Recorded data
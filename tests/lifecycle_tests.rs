mod common;

use common::{date, manager, unpaid_income};
use fund_ledger::{
    core::services::JournalFilter,
    ledger::{
        DateRange, JournalInput, JournalLine, JournalPatch, JournalStatus, UnitOwner,
        OPERATING_DIVISION,
    },
    CreateOptions, LedgerError,
};

fn fee_input(amount: f64) -> JournalInput {
    JournalInput::new(date(2024, 5, 1), "Parking fee", OPERATING_DIVISION)
        .line(JournalLine::debit("1102", amount))
        .line(JournalLine::credit("5102", amount))
}

#[test]
fn journal_numbers_are_monotonic_and_never_reused() {
    let mut manager = manager();
    let first = manager.create_journal(fee_input(10.0), CreateOptions::default()).unwrap();
    let second = manager.create_journal(fee_input(20.0), CreateOptions::default()).unwrap();
    assert_eq!(manager.journal(first).unwrap().journal_number, "JV000001");
    assert_eq!(manager.journal(second).unwrap().journal_number, "JV000002");

    manager.delete_journal(second).unwrap();
    let third = manager.create_journal(fee_input(30.0), CreateOptions::default()).unwrap();
    assert_eq!(manager.journal(third).unwrap().journal_number, "JV000003");
}

#[test]
fn reposting_fails_without_duplicating_effects() {
    let mut manager = manager();
    let id = manager.create_journal(fee_input(75.0), CreateOptions::posted()).unwrap();
    assert!(matches!(
        manager.post_journal_by_id(id),
        Err(LedgerError::State(_))
    ));
    let trial = manager.trial_balance(DateRange::all(), None).unwrap();
    assert_eq!(trial.total_debit, 75.0);
    assert_eq!(manager.division_balance(OPERATING_DIVISION).unwrap(), 75.0);
}

#[test]
fn unbalanced_draft_cannot_post() {
    let mut manager = manager();
    let input = JournalInput::new(date(2024, 5, 2), "Typo", OPERATING_DIVISION)
        .line(JournalLine::debit("1102", 100.0))
        .line(JournalLine::credit("5102", 10.0));
    let id = manager.create_journal(input, CreateOptions::default()).unwrap();
    let err = manager.post_journal_by_id(id).unwrap_err();
    assert!(matches!(err, LedgerError::State(_)), "{err}");
    assert!(manager.journal(id).unwrap().is_draft());
    assert!(manager.journals(&JournalFilter::posted()).is_empty());
}

#[test]
fn drafts_can_be_patched_but_posted_journals_cannot() {
    let mut manager = manager();
    let id = manager.create_journal(fee_input(40.0), CreateOptions::default()).unwrap();
    let patch = JournalPatch {
        description: Some("Parking fee, unit 4B".into()),
        ..JournalPatch::default()
    };
    manager.update_journal(id, patch.clone()).unwrap();
    assert_eq!(manager.journal(id).unwrap().description, "Parking fee, unit 4B");

    manager.post_journal_by_id(id).unwrap();
    assert!(matches!(
        manager.update_journal(id, patch),
        Err(LedgerError::State(_))
    ));
    assert!(matches!(manager.delete_journal(id), Err(LedgerError::State(_))));
}

#[test]
fn approval_requires_submission() {
    let mut manager = manager();
    let id = manager.create_journal(fee_input(60.0), CreateOptions::default()).unwrap();
    assert!(matches!(
        manager.approve_journal(id, "treasurer"),
        Err(LedgerError::State(_))
    ));
    manager.submit_journal(id).unwrap();
    let journal = manager.approve_journal(id, "treasurer").unwrap();
    assert_eq!(journal.status, JournalStatus::Posted);
    assert_eq!(journal.posted_by.as_deref(), Some("treasurer"));
}

#[test]
fn cancelling_a_posted_journal_reverses_its_effects() {
    let mut manager = manager();
    manager
        .register_unit_owner(UnitOwner {
            code: "U-101".into(),
            name: "Kim".into(),
            unit: Some("101".into()),
            attributes: Default::default(),
        })
        .unwrap();
    let txn = unpaid_income("5101", 300.0, date(2024, 6, 1)).with_auxiliary("U-101");
    let id = manager.create_from_transaction(&txn, true).unwrap();
    assert_eq!(manager.auxiliary_balance("1301", "U-101").unwrap(), 300.0);

    assert!(matches!(
        manager.cancel_journal(id, "  "),
        Err(LedgerError::Validation(_))
    ));
    let cancelled = manager.cancel_journal(id, "billed twice").unwrap();
    assert_eq!(cancelled.status, JournalStatus::Cancelled);
    assert_eq!(cancelled.cancel_reason.as_deref(), Some("billed twice"));

    assert_eq!(manager.auxiliary_balance("1301", "U-101").unwrap(), 0.0);
    assert_eq!(manager.division_balance(OPERATING_DIVISION).unwrap(), 0.0);
    let trial = manager.trial_balance(DateRange::all(), None).unwrap();
    assert!(trial.rows.is_empty());

    assert!(matches!(
        manager.cancel_journal(id, "again"),
        Err(LedgerError::State(_))
    ));
}

#[test]
fn unknown_journal_is_not_found() {
    let mut manager = manager();
    let err = manager.post_journal_by_id(uuid::Uuid::new_v4()).unwrap_err();
    assert!(matches!(err, LedgerError::JournalNotFound(_)));
}

#[test]
fn unregistered_auxiliary_code_blocks_posting() {
    let mut manager = manager();
    let txn = unpaid_income("5101", 120.0, date(2024, 6, 2)).with_auxiliary("U-404");
    let err = manager.create_from_transaction(&txn, true).unwrap_err();
    assert!(err.to_string().contains("U-404"), "{err}");
    assert_eq!(manager.ledger().journal_count(), 0);
}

__The problem__
The answer must be every line of the data that holds the word "UnitOwner".

__Your response__
        DateRange, JournalInput, JournalLine, JournalPatch, JournalStatus, UnitOwner,
        .register_unit_owner(UnitOwner {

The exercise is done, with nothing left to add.